Hi,

I am facing a problem with a test that runs fine on some nodes, and
fails on others.

I have a heterogenous cluster, with 3 types of nodes:
1) Single socket , 4 cores
2) 2 sockets, 4cores per socket
3) 2 sockets, 6 cores/socket

I am using:
 . salloc to allocate the nodes,
 . mpirun binding/mapping options "-bind-to-socket -bysocket"

# salloc -N 1 mpirun -n 4 -bind-to-socket -bysocket sleep 900

This command fails if the allocated node is of type #1 (single socket/4
cpus).
BTW, in that case orte_show_help is referencing a tag
("could-not-bind-to-socket") that does not exist in
help-odls-default.txt.

While it succeeds when run on nodes of type #2 or 3.
I think a "bind to socket" should not return an error on a single socket
machine, but rather be a noop.

The problem comes from the test
OPAL_PAFFINITY_PROCESS_IS_BOUND(mask, &bound);
called in odls_default_fork_local_proc() after the binding to the
processors socket has been done:
========
    <snip>
    OPAL_PAFFINITY_CPU_ZERO(mask);
    for (n=0; n < orte_default_num_cores_per_socket; n++) {
        <snip>
        OPAL_PAFFINITY_CPU_SET(phys_cpu, mask);
    }
    /* if we did not bind it anywhere, then that is an error */
    OPAL_PAFFINITY_PROCESS_IS_BOUND(mask, &bound);
    if (!bound) {
        orte_show_help("help-odls-default.txt",
                       "odls-default:could-not-bind-to-socket", true);
        ORTE_ODLS_ERROR_OUT(ORTE_ERR_FATAL);
    }
========
OPAL_PAFFINITY_PROCESS_IS_BOUND() will return true if there bits set in
the mask *AND* the number of bits set is lesser than the number of cpus
on the machine. Thus on a single socket, 4 cores machine the test will
fail. While on other the kinds of machines it will succeed.

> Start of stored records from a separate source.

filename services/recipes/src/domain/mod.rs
pub mod repository;
pub mod types;
//! sea-orm entities for the recipes service.

pub mod favorites;
pub mod ingredients;
pub mod recipe_ingredients;
pub mod recipe_tags;
pub mod recipes;
pub mod shopping_carts;
pub mod subscriptions;
pub mod tags;
pub mod users;
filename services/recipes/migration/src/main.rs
use sea_orm_migration::prelude::*;

use foodgram_recipes_migration::Migrator;

#[tokio::main]
async fn main() {
    cli::run_cli(Migrator).await;
}
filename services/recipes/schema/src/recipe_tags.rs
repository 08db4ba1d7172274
use sea_orm::entity::prelude::*;

#[derive(Clone, Debug, PartialEq, Eq, DeriveEntityModel)]
#[sea_orm(table_name = "recipe_tags")]
pub struct Model {
    #[sea_orm(primary_key, auto_increment = false)]
    pub recipe_id: i32,
    #[sea_orm(primary_key, auto_increment = false)]
    pub tag_id: i32,
}

#[derive(Copy, Clone, Debug, EnumIter, DeriveRelation)]
pub enum Relation {
    #[sea_orm(
        belongs_to = "super::recipes::Entity",
        from = "Column::RecipeId",
        to = "super::recipes::Column::Id"
    )]
    Recipe,
    #[sea_orm(
        belongs_to = "super::tags::Entity",
        from = "Column::TagId",
        to = "super::tags::Column::Id"
    )]
    Tag,
}

impl Related<super::recipes::Entity> for Entity {
    fn to() -> RelationDef {
        Relation::Recipe.def()
    }
}

impl Related<super::tags::Entity> for Entity {
    fn to() -> RelationDef {
        Relation::Tag.def()
    }
}

impl ActiveModelBehavior for ActiveModel {}
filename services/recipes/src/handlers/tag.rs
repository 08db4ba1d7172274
use axum::{
    Json,
    extract::{Path, State},
    http::StatusCode,
};
use serde::{Deserialize, Serialize};

use foodgram_auth_types::identity::IdentityHeaders;

use crate::domain::types::{NewTag, Tag};
use crate::error::RecipesServiceError;
use crate::state::AppState;
use crate::usecase::tag::{CreateTagUseCase, GetTagUseCase, ListTagsUseCase};

#[derive(Debug, Serialize)]
pub struct TagResponse {
    pub id: i32,
    pub name: String,
    pub color: String,
    pub slug: String,
}

impl From<Tag> for TagResponse {
    fn from(tag: Tag) -> Self {
        Self {
            id: tag.id,
            name: tag.name,
            color: tag.color,
            slug: tag.slug,
        }
    }
}

// ── GET /tags ────────────────────────────────────────────────────────────────

pub async fn get_tags(
    State(state): State<AppState>,
) -> Result<Json<Vec<TagResponse>>, RecipesServiceError> {
    let uc = ListTagsUseCase {
        tags: state.tag_repo(),
    };
    let tags = uc.execute().await?;
    Ok(Json(tags.into_iter().map(TagResponse::from).collect()))
}

// ── GET /tags/{id} ───────────────────────────────────────────────────────────

pub async fn get_tag(
    State(state): State<AppState>,
    Path(id): Path<i32>,
) -> Result<Json<TagResponse>, RecipesServiceError> {
    let uc = GetTagUseCase {
        tags: state.tag_repo(),
    };
    Ok(Json(uc.execute(id).await?.into()))
}

// ── POST /tags ───────────────────────────────────────────────────────────────

#[derive(Deserialize)]
pub struct CreateTagRequest {
    pub name: String,
    pub color: String,
    pub slug: String,
}

pub async fn create_tag(
    _identity: IdentityHeaders,
    State(state): State<AppState>,
    Json(body): Json<CreateTagRequest>,
) -> Result<(StatusCode, Json<TagResponse>), RecipesServiceError> {
    let uc = CreateTagUseCase {
        tags: state.tag_repo(),
    };
    let tag = uc
        .execute(NewTag {
            name: body.name,
            color: body.color,
            slug: body.slug,
        })
        .await?;
    Ok((StatusCode::CREATED, Json(tag.into())))
}
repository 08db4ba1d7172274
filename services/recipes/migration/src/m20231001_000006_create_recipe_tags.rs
use sea_orm_migration::prelude::*;

#[derive(DeriveMigrationName)]
pub struct Migration;

#[async_trait::async_trait]
impl MigrationTrait for Migration {
    async fn up(&self, manager: &SchemaManager) -> Result<(), DbErr> {
        manager
            .create_table(
                Table::create()
                    .table(RecipeTags::Table)
                    .if_not_exists()
                    .col(ColumnDef::new(RecipeTags::RecipeId).integer().not_null())
                    .col(ColumnDef::new(RecipeTags::TagId).integer().not_null())
                    .primary_key(
                        Index::create()
                            .col(RecipeTags::RecipeId)
                            .col(RecipeTags::TagId),
                    )
                    .foreign_key(
                        ForeignKey::create()
                            .from(RecipeTags::Table, RecipeTags::RecipeId)
                            .to(Recipes::Table, Recipes::Id)
                            .on_delete(ForeignKeyAction::Cascade),
                    )
                    .foreign_key(
                        ForeignKey::create()
                            .from(RecipeTags::Table, RecipeTags::TagId)
                            .to(Tags::Table, Tags::Id)
                            .on_delete(ForeignKeyAction::Cascade),
                    )
                    .to_owned(),
            )
            .await
    }

    async fn down(&self, manager: &SchemaManager) -> Result<(), DbErr> {
        manager
            .drop_table(Table::drop().table(RecipeTags::Table).to_owned())
            .await
    }
}

#[derive(Iden)]
enum RecipeTags {
    Table,
    RecipeId,
    TagId,
}

#[derive(Iden)]
enum Recipes {
    Table,
    Id,
}

#[derive(Iden)]
enum Tags {
    Table,
    Id,
}
use sea_orm_migration::prelude::*;

#[derive(DeriveMigrationName)]
pub struct Migration;

#[async_trait::async_trait]
impl MigrationTrait for Migration {
    async fn up(&self, manager: &SchemaManager) -> Result<(), DbErr> {
        // (name, measurement_unit) is intentionally not unique.
        manager
            .create_table(
                Table::create()
                    .table(Ingredients::Table)
                    .if_not_exists()
                    .col(
                        ColumnDef::new(Ingredients::Id)
                            .integer()
                            .not_null()
                            .auto_increment()
                            .primary_key(),
                    )
                    .col(ColumnDef::new(Ingredients::Name).string_len(200).not_null())
                    .col(
                        ColumnDef::new(Ingredients::MeasurementUnit)
                            .string_len(200)
                            .not_null(),
                    )
                    .to_owned(),
            )
            .await
    }

    async fn down(&self, manager: &SchemaManager) -> Result<(), DbErr> {
        manager
            .drop_table(Table::drop().table(Ingredients::Table).to_owned())
            .await
    }
}

#[derive(Iden)]
enum Ingredients {
    Table,
    Id,
    Name,
    MeasurementUnit,
}
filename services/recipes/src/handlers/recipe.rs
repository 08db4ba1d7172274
use axum::{
    Json,
    extract::{Path, RawQuery, State},
    http::StatusCode,
};
use serde::{Deserialize, Serialize};
use uuid::Uuid;

use foodgram_auth_types::identity::IdentityHeaders;
use foodgram_domain::pagination::PageRequest;

use crate::domain::types::{
    IngredientAmount, NewRecipe, RecipeIngredient, RecipePatch, RecipeSummary, RecipeView,
};
use crate::error::RecipesServiceError;
use crate::handlers::tag::TagResponse;
use crate::handlers::user::UserResponse;
use crate::handlers::{parse_flag, parse_query};
use crate::state::AppState;
use crate::usecase::recipe::{
    CreateRecipeUseCase, DeleteRecipeUseCase, GetRecipeUseCase, ListRecipesInput,
    ListRecipesUseCase, UpdateRecipeUseCase,
};

// ── Response types ───────────────────────────────────────────────────────────

#[derive(Debug, Serialize)]
pub struct RecipeIngredientResponse {
    pub id: i32,
    pub name: String,
    pub measurement_unit: String,
    pub amount: i32,
}

impl From<RecipeIngredient> for RecipeIngredientResponse {
    fn from(item: RecipeIngredient) -> Self {
        Self {
            id: item.id,
            name: item.name,
            measurement_unit: item.measurement_unit,
            amount: item.amount,
        }
    }
}

#[derive(Debug, Serialize)]
pub struct RecipeResponse {
    pub id: i32,
    pub tags: Vec<TagResponse>,
    pub author: UserResponse,
    pub ingredients: Vec<RecipeIngredientResponse>,
    pub is_favorited: bool,
    pub is_in_shopping_cart: bool,
    pub name: String,
    pub image: String,
    pub text: String,
    pub cooking_time: i32,
    #[serde(serialize_with = "foodgram_core::serde::to_rfc3339_ms")]
    pub created_at: chrono::DateTime<chrono::Utc>,
}

impl From<RecipeView> for RecipeResponse {
    fn from(view: RecipeView) -> Self {
        Self {
            id: view.id,
            tags: view.tags.into_iter().map(TagResponse::from).collect(),
            author: view.author.into(),
            ingredients: view
                .ingredients
                .into_iter()
                .map(RecipeIngredientResponse::from)
                .collect(),
            is_favorited: view.is_favorited,
            is_in_shopping_cart: view.is_in_shopping_cart,
            name: view.name,
            image: view.image,
            text: view.text,
            cooking_time: view.cooking_time,
            created_at: view.created_at,
        }
    }
}

/// Short form returned by cart, favorite and subscription endpoints.
#[derive(Debug, Serialize)]
pub struct RecipeSummaryResponse {
    pub id: i32,
    pub name: String,
    pub image: String,
    pub cooking_time: i32,
}

impl From<RecipeSummary> for RecipeSummaryResponse {
    fn from(summary: RecipeSummary) -> Self {
        Self {
            id: summary.id,
            name: summary.name,
            image: summary.image,
            cooking_time: summary.cooking_time,
        }
    }
}

// ── Query params ─────────────────────────────────────────────────────────────

#[derive(Deserialize, Default)]
#[serde(rename_all = "kebab-case")]
pub struct RecipeListQuery {
    pub per_page: Option<u32>,
    pub page: Option<u32>,
    pub author: Option<Uuid>,
    #[serde(default)]
    pub tags: Vec<String>,
    pub is_favorited: Option<String>,
    pub is_in_shopping_cart: Option<String>,
}

// ── GET /recipes ─────────────────────────────────────────────────────────────

pub async fn get_recipes(
    identity: Option<IdentityHeaders>,
    State(state): State<AppState>,
    RawQuery(raw_query): RawQuery,
) -> Result<Json<Vec<RecipeResponse>>, RecipesServiceError> {
    let query: RecipeListQuery = parse_query(raw_query.as_deref())?;
    let input = ListRecipesInput {
        author_id: query.author,
        tag_slugs: query.tags,
        is_favorited: parse_flag(query.is_favorited.as_deref())?,
        is_in_shopping_cart: parse_flag(query.is_in_shopping_cart.as_deref())?,
    };
    let uc = ListRecipesUseCase {
        recipes: state.recipe_repo(),
    };
    let views = uc
        .execute(
            identity.map(|i| i.user_id),
            input,
            PageRequest::from_query(query.per_page, query.page),
        )
        .await?;
    Ok(Json(views.into_iter().map(RecipeResponse::from).collect()))
}

// ── GET /recipes/{id} ────────────────────────────────────────────────────────

pub async fn get_recipe(
    identity: Option<IdentityHeaders>,
    State(state): State<AppState>,
    Path(id): Path<i32>,
) -> Result<Json<RecipeResponse>, RecipesServiceError> {
    let uc = GetRecipeUseCase {
        recipes: state.recipe_repo(),
    };
    let view = uc.execute(identity.map(|i| i.user_id), id).await?;
    Ok(Json(view.into()))
}

// ── POST /recipes ────────────────────────────────────────────────────────────

#[derive(Deserialize)]
pub struct IngredientAmountRequest {
    pub id: i32,
    pub amount: i32,
}

impl From<IngredientAmountRequest> for IngredientAmount {
    fn from(req: IngredientAmountRequest) -> Self {
        Self {
            ingredient_id: req.id,
            amount: req.amount,
        }
    }
}

#[derive(Deserialize)]
pub struct CreateRecipeRequest {
    pub ingredients: Vec<IngredientAmountRequest>,
    #[serde(default)]
    pub tags: Vec<i32>,
    pub image: String,
    pub name: String,
    #[serde(default)]
    pub text: String,
    pub cooking_time: i32,
}

pub async fn create_recipe(
    identity: IdentityHeaders,
    State(state): State<AppState>,
    Json(body): Json<CreateRecipeRequest>,
) -> Result<(StatusCode, Json<RecipeResponse>), RecipesServiceError> {
    let uc = CreateRecipeUseCase {
        recipes: state.recipe_repo(),
        ingredients: state.ingredient_repo(),
        tags: state.tag_repo(),
    };
    let view = uc
        .execute(NewRecipe {
            author_id: identity.user_id,
            name: body.name,
            image: body.image,
            text: body.text,
            cooking_time: body.cooking_time,
            ingredients: body.ingredients.into_iter().map(Into::into).collect(),
            tag_ids: body.tags,
        })
        .await?;
    Ok((StatusCode::CREATED, Json(view.into())))
}

// ── PATCH /recipes/{id} ──────────────────────────────────────────────────────

#[derive(Deserialize)]
pub struct UpdateRecipeRequest {
    pub ingredients: Option<Vec<IngredientAmountRequest>>,
    pub tags: Option<Vec<i32>>,
    pub image: Option<String>,
    pub name: Option<String>,
    pub text: Option<String>,
    pub cooking_time: Option<i32>,
}

pub async fn update_recipe(
    identity: IdentityHeaders,
    State(state): State<AppState>,
    Path(id): Path<i32>,
    Json(body): Json<UpdateRecipeRequest>,
) -> Result<Json<RecipeResponse>, RecipesServiceError> {
    let uc = UpdateRecipeUseCase {
        recipes: state.recipe_repo(),
        ingredients: state.ingredient_repo(),
        tags: state.tag_repo(),
    };
    let patch = RecipePatch {
        name: body.name,
        image: body.image,
        text: body.text,
        cooking_time: body.cooking_time,
        ingredients: body
            .ingredients
            .map(|items| items.into_iter().map(Into::into).collect()),
        tag_ids: body.tags,
    };
    let view = uc
        .execute(identity.user_id, identity.is_admin(), id, patch)
        .await?;
    Ok(Json(view.into()))
}

// ── DELETE /recipes/{id} ─────────────────────────────────────────────────────

pub async fn delete_recipe(
    identity: IdentityHeaders,
    State(state): State<AppState>,
    Path(id): Path<i32>,
) -> Result<StatusCode, RecipesServiceError> {
    let uc = DeleteRecipeUseCase {
        recipes: state.recipe_repo(),
    };
    uc.execute(identity.user_id, identity.is_admin(), id).await?;
    Ok(StatusCode::NO_CONTENT)
}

Again, I think the problem could be solved by changing the alogrithm,
and assuming that ORTE_BIND_TO_SOCKET, on a single socket machine =
noop.

Another solution could be to call the test
OPAL_PAFFINITY_PROCESS_IS_BOUND() at the end of the loop only if we are
bound (orte_odls_globals.bound). Actually that is the only case where I
see a justification to this test (see attached patch).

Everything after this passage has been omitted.